→ Task description: Set down, character for character, everything in the records below from the line holding "eyes are open." down to the line holding "pub fn blink_rate(&self)", and no other line.

→ Source records:
use std::sync::Arc;

use serde::{Deserialize, Serialize};
use tracing::{debug, info, warn};

use crate::alarm::{AlarmGate, AlarmTriggers};
use crate::blink::{BlinkDetector, EyeEvent};
use crate::config::{ClosedDurationMode, DetectionConfig};
use crate::ear::{ear, EARResult};
use crate::error::MetricError;
use crate::fatigue::{FatigueEvaluation, FatigueLevel, FatigueScorer, FatigueTrend};
use crate::head_pose::{head_tilt, HeadEvent, HeadTiltDetector};
use crate::history::{MetricSample, RollingHistory};
use crate::landmarks::LandmarkSet;
use crate::snapshot::DetectionSnapshot;
use crate::yawn::{mar, MouthEvent, YawnDetector};

/// Open-eye EAR used until the first valid measurement.
pub const NEUTRAL_EAR: f64 = 0.3;
/// Closed-mouth MAR used until the first valid measurement.
pub const NEUTRAL_MAR: f64 = 0.0;

const NEUTRAL_EARS: EARResult = EARResult {
    left_ear: NEUTRAL_EAR,
    right_ear: NEUTRAL_EAR,
    avg_ear: NEUTRAL_EAR,
};

/// Discrete events raised by one processed frame.
#[derive(Debug, Clone, Copy, Default, PartialEq, Eq, Serialize, Deserialize)]
pub struct FrameEvents {
    pub eye: Option<EyeEvent>,
    pub mouth: Option<MouthEvent>,
    pub head: Option<HeadEvent>,
}

impl FrameEvents {
    pub fn blink_completed(&self) -> bool {
        matches!(self.eye, Some(EyeEvent::Blink { .. }))
    }

    pub fn closure_started(&self) -> bool {
        matches!(self.eye, Some(EyeEvent::ClosureOnset))
    }

    pub fn yawn_completed(&self) -> bool {
        matches!(self.mouth, Some(MouthEvent::Yawn { .. }))
    }

    pub fn yawn_started(&self) -> bool {
        matches!(self.mouth, Some(MouthEvent::YawnOnset))
    }

    pub fn head_down_started(&self) -> bool {
        matches!(self.head, Some(HeadEvent::HeadDownOnset))
    }

    pub fn is_empty(&self) -> bool {
        self.eye.is_none() && self.mouth.is_none() && self.head.is_none()
    }
}

/// Per-face detection state: the three debouncers, the rolling history and the
/// latest metric values.
#[derive(Debug, Clone)]
pub struct DetectionState {
    blink: BlinkDetector,
    yawn: YawnDetector,
    head: HeadTiltDetector,
    history: RollingHistory,
    ears: EARResult,
    current_mar: f64,
    head_tilt: f64,
    closed_duration: ClosedDurationMode,
    last_frame_at: Option<f64>,
    // Measured 模式：闭眼区间的起点与最近一次闭眼帧
    closed_anchor: Option<f64>,
    last_closed_at: Option<f64>,
}

impl DetectionState {
    pub fn new(config: &DetectionConfig) -> Self {
        Self {
            blink: BlinkDetector::new(config.ear_threshold, config.eye_closed_consec_frames),
            yawn: YawnDetector::new(config.mar_threshold, config.yawn_consec_frames),
            head: HeadTiltDetector::new(config.head_tilt_threshold_deg, config.head_down_consec_frames),
            history: RollingHistory::new(config.blink_history_len, config.metric_history_len),
            ears: NEUTRAL_EARS,
            current_mar: NEUTRAL_MAR,
            head_tilt: 0.0,
            closed_duration: config.closed_duration,
            last_frame_at: None,
            closed_anchor: None,
            last_closed_at: None,
        }
    }

    /// Feeds one frame's metrics through the debouncers and the history.
    pub fn observe(&mut self, ears: EARResult, mar: f64, tilt: f64, now: f64) -> FrameEvents {
        let was_closed = self.blink.eye_closed_frames() > 0;
        let eye = self.blink.update(ears.avg_ear);
        let is_closed = self.blink.eye_closed_frames() > 0;

        if is_closed {
            if !was_closed {
                self.closed_anchor = Some(self.last_frame_at.unwrap_or(now));
            }
            self.last_closed_at = Some(now);
        } else {
            self.closed_anchor = None;
            self.last_closed_at = None;
        }

        if matches!(eye, Some(EyeEvent::Blink { .. })) {
            self.history.record_blink(now);
        }

        let mouth = self.yawn.update(mar);
        let head = self.head.update(tilt);

        self.ears = ears;
        self.current_mar = mar;
        self.head_tilt = tilt;
        self.history.record_sample(MetricSample {
            ear: ears.avg_ear,
            mar,
            timestamp: now,
        });
        self.last_frame_at = Some(now);

        FrameEvents { eye, mouth, head }
    }

    /// Marks a break in face tracking. A closed run that starts after the gap
    /// is anchored at its own first frame instead of the last frame before it.
    pub fn note_gap(&mut self) {
        self.last_frame_at = None;
    }

    /// Seconds covered by the current eye-closed run; 0 while the eyes are open.
    pub fn eye_closed_duration(&self) -> f64 {
        match self.closed_duration {
            ClosedDurationMode::Nominal { .. } => {
                f64::from(self.blink.eye_closed_frames()) / self.closed_duration.nominal_fps()
            }
            ClosedDurationMode::Measured => match (self.closed_anchor, self.last_closed_at) {
                (Some(start), Some(end)) => (end - start).max(0.0),
                _ => 0.0,
            },
        }
    }

    pub fn blink_rate(&self) -> f64 {
        self.history.blink_rate()
    }

    pub fn triggers(&self) -> AlarmTriggers {
        AlarmTriggers {
            is_fatigued: self.blink.is_fatigued(),
            is_yawning: self.yawn.is_yawning(),
            is_head_down: self.head.is_head_down(),
        }
    }

    pub fn eye_closed_frames(&self) -> u32 {
        self.blink.eye_closed_frames()
    }

    pub fn total_blinks(&self) -> u32 {
        self.blink.total_blinks()
    }

    pub fn yawn_frames(&self) -> u32 {
        self.yawn.yawn_frames()
    }

    pub fn yawn_count(&self) -> u32 {
        self.yawn.yawn_count()
    }

    pub fn head_tilt_frames(&self) -> u32 {
        self.head.tilt_frames()
    }

    pub fn is_fatigued(&self) -> bool {
        self.blink.is_fatigued()
    }

    pub fn is_yawning(&self) -> bool {
        self.yawn.is_yawning()
    }

    pub fn is_head_down(&self) -> bool {
        self.head.is_head_down()
    }

    pub fn current_ear(&self) -> f64 {
        self.ears.avg_ear
    }

    pub fn left_ear(&self) -> f64 {
        self.ears.left_ear
    }

    pub fn right_ear(&self) -> f64 {
        self.ears.right_ear
    }

    pub fn ears(&self) -> EARResult {
        self.ears
    }

    pub fn current_mar(&self) -> f64 {
        self.current_mar
    }

    pub fn head_tilt(&self) -> f64 {
        self.head_tilt
    }

    pub fn history(&self) -> &RollingHistory {
        &self.history
    }

    pub fn reset(&mut self) {
        self.blink.reset();
        self.yawn.reset();
        self.head.reset();
        self.history.clear();
        self.ears = NEUTRAL_EARS;
        self.current_mar = NEUTRAL_MAR;
        self.head_tilt = 0.0;
        self.last_frame_at = None;
        self.closed_anchor = None;
        self.last_closed_at = None;
    }
}

impl Default for DetectionState {
    fn default() -> Self {
        Self::new(&DetectionConfig::default())
    }
}

/// Result of [`FatigueMonitor::process_frame`].
#[derive(Debug, Clone, Copy, Default, PartialEq, Serialize, Deserialize)]
pub struct FrameOutcome {
    /// `None` when the frame carried no usable landmarks.
    pub evaluation: Option<FatigueEvaluation>,
    /// The alarm gate authorized a notification on this frame.
    pub alarm: bool,
    pub events: FrameEvents,
}

impl FrameOutcome {
    pub fn is_skipped(&self) -> bool {
        self.evaluation.is_none()
    }
}

/// Per-frame pipeline:
/// landmarks -> metrics -> debouncers -> history -> scorer -> alarm gate.
///
/// Single writer. Share results with readers through [`DetectionSnapshot`];
/// the alarm gate is shared separately via [`FatigueMonitor::alarm_gate`].
#[derive(Debug)]
pub struct FatigueMonitor {
    config: DetectionConfig,
    state: DetectionState,
    scorer: FatigueScorer,
    alarm: Arc<AlarmGate>,
    frames_processed: u64,
    skipped_frames: u64,
    degenerate_frames: u64,
    last_evaluation: Option<FatigueEvaluation>,
    last_timestamp: Option<f64>,
}

impl FatigueMonitor {
    pub fn new(config: DetectionConfig) -> Self {
        let alarm = Arc::new(AlarmGate::new(config.alarm));
        Self::with_alarm_gate(config, alarm)
    }

    pub fn with_alarm_gate(config: DetectionConfig, alarm: Arc<AlarmGate>) -> Self {
        Self {
            state: DetectionState::new(&config),
            scorer: FatigueScorer::new(config.weights, config.score_history_len),
            config,
            alarm,
            frames_processed: 0,
            skipped_frames: 0,
            degenerate_frames: 0,
            last_evaluation: None,
            last_timestamp: None,
        }
    }

    pub fn process_frame(&mut self, landmarks: Option<&LandmarkSet<'_>>, now: f64) -> FrameOutcome {
        let now = self.monotonic(now);

        let Some(landmarks) = landmarks else {
            self.skipped_frames += 1;
            self.state.note_gap();
            debug!(now, "no face in frame, state held");
            return FrameOutcome::default();
        };

        // 最大索引可用则所有索引都可用
        let required = self.config.indices.max_index();
        if let Err(error) = landmarks.get(required) {
            self.skipped_frames += 1;
            self.state.note_gap();
            debug!(error = %error, "landmark set too short, frame skipped");
            return FrameOutcome::default();
        }

        let indices = self.config.indices;
        let mut degenerate = false;

        // 单眼退化时只沿用该眼的上一帧数值
        let previous = self.state.ears();
        let left_ear = match ear(&indices.left_eye, landmarks) {
            Ok(value) => value,
            Err(error) => {
                degenerate = true;
                self.report_degenerate(&error);
                previous.left_ear
            }
        };
        let right_ear = match ear(&indices.right_eye, landmarks) {
            Ok(value) => value,
            Err(error) => {
                degenerate = true;
                self.report_degenerate(&error);
                previous.right_ear
            }
        };
        let ears = EARResult {
            left_ear,
            right_ear,
            avg_ear: (left_ear + right_ear) / 2.0,
        };

        let mar = match mar(&indices.mouth, landmarks) {
            Ok(value) => value,
            Err(error) => {
                degenerate = true;
                self.report_degenerate(&error);
                self.state.current_mar()
            }
        };

        let tilt = match head_tilt(&indices.tilt_reference, landmarks) {
            Ok(angle) => angle,
            Err(error) => {
                degenerate = true;
                self.report_degenerate(&error);
                self.state.head_tilt()
            }
        };

        if degenerate {
            self.degenerate_frames += 1;
        }

        let events = self.state.observe(ears, mar, tilt, now);
        self.log_events(&events, now);

        let evaluation = self.scorer.calculate(
            self.state.blink_rate(),
            self.state.yawn_count(),
            self.state.eye_closed_duration(),
        );
        if self.last_evaluation.map(|e| e.level) != Some(evaluation.level) {
            info!(
                level = %evaluation.level,
                score = evaluation.score,
                "fatigue level changed"
            );
        }
        self.last_evaluation = Some(evaluation);
        self.frames_processed += 1;

        let alarm = self.alarm.check(self.state.triggers(), now);

        FrameOutcome {
            evaluation: Some(evaluation),
            alarm,
            events,
        }
    }

    pub fn snapshot(&self) -> DetectionSnapshot {
        let level = self
            .last_evaluation
            .map(|e| e.level)
            .unwrap_or(FatigueLevel::Normal);

        DetectionSnapshot {
            fatigue_level: level.name().to_string(),
            fatigue_level_color: level.color().to_hex(),
            fatigue_progress: level.progress(),
            fatigue_score: self.last_evaluation.map(|e| e.score).unwrap_or(0),
            trend: self.scorer.trend().as_str().to_string(),
            total_blinks: self.state.total_blinks(),
            yawn_count: self.state.yawn_count(),
            is_fatigued: self.state.is_fatigued(),
            is_yawning: self.state.is_yawning(),
            is_head_down: self.state.is_head_down(),
            blink_rate: self.state.blink_rate(),
            eye_closed_duration: self.state.eye_closed_duration(),
            ear: self.state.current_ear(),
            mar: self.state.current_mar(),
            head_tilt: self.state.head_tilt(),
            frames_processed: self.frames_processed,
            skipped_frames: self.skipped_frames,
            degenerate_frames: self.degenerate_frames,
            timestamp: self.last_timestamp.unwrap_or(0.0),
        }
    }

    pub fn alarm_gate(&self) -> Arc<AlarmGate> {
        Arc::clone(&self.alarm)
    }

    pub fn config(&self) -> &DetectionConfig {
        &self.config
    }

    pub fn state(&self) -> &DetectionState {
        &self.state
    }

    pub fn scorer(&self) -> &FatigueScorer {
        &self.scorer
    }

    pub fn trend(&self) -> FatigueTrend {
        self.scorer.trend()
    }

    pub fn last_evaluation(&self) -> Option<FatigueEvaluation> {
        self.last_evaluation
    }

    pub fn frames_processed(&self) -> u64 {
        self.frames_processed
    }

    pub fn skipped_frames(&self) -> u64 {
        self.skipped_frames
    }

    pub fn degenerate_frames(&self) -> u64 {
        self.degenerate_frames
    }

    /// Clears detection state, score history, counters and the alarm's last
    /// firing time. Alarm enable/cooldown settings are kept.
    pub fn reset(&mut self) {
        self.state.reset();
        self.scorer.reset();
        self.alarm.reset();
        self.frames_processed = 0;
        self.skipped_frames = 0;
        self.degenerate_frames = 0;
        self.last_evaluation = None;
        self.last_timestamp = None;
        info!("fatigue monitor reset");
    }

    /// Clamps the frame clock so it never runs backwards.
    fn monotonic(&mut self, now: f64) -> f64 {
        let now = match self.last_timestamp {
            Some(last) if !now.is_finite() || now < last => last,
            None if !now.is_finite() => 0.0,
            _ => now,
        };
        self.last_timestamp = Some(now);
        now
    }

    fn report_degenerate(&self, error: &MetricError) {
        let count = self.degenerate_frames + 1;
        if count.is_power_of_two() {
            warn!(error = %error, degenerate_frames = count, "degenerate landmark geometry, reusing previous value");
        } else {
            debug!(error = %error, degenerate_frames = count, "degenerate landmark geometry");
        }
    }

    fn log_events(&self, events: &FrameEvents, now: f64) {
        match events.eye {
            Some(EyeEvent::ClosureOnset) => info!(now, "sustained eye closure"),
            Some(EyeEvent::Blink { frames }) => {
                debug!(frames, total_blinks = self.state.total_blinks(), "blink")
            }
            Some(EyeEvent::ClosureEnded { frames }) => debug!(frames, "eye closure ended"),
            None => {}
        }
        match events.mouth {
            Some(MouthEvent::YawnOnset) => info!(now, "yawning"),
            Some(MouthEvent::Yawn { frames }) => {
                debug!(frames, yawn_count = self.state.yawn_count(), "yawn")
            }
            None => {}
        }
        match events.head {
            Some(HeadEvent::HeadDownOnset) => {
                info!(now, angle = self.state.head_tilt(), "head down")
            }
            Some(HeadEvent::HeadRecovered { frames }) => debug!(frames, "head recovered"),
            None => {}
        }
    }
}

impl Default for FatigueMonitor {
    fn default() -> Self {
        Self::new(DetectionConfig::default())
    }
}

→ Output:
    /// Seconds covered by the current eye-closed run; 0 while the eyes are open.
    pub fn eye_closed_duration(&self) -> f64 {
        match self.closed_duration {
            ClosedDurationMode::Nominal { .. } => {
                f64::from(self.blink.eye_closed_frames()) / self.closed_duration.nominal_fps()
            }
            ClosedDurationMode::Measured => match (self.closed_anchor, self.last_closed_at) {
                (Some(start), Some(end)) => (end - start).max(0.0),
                _ => 0.0,
            },
        }
    }

    pub fn blink_rate(&self) -> f64 {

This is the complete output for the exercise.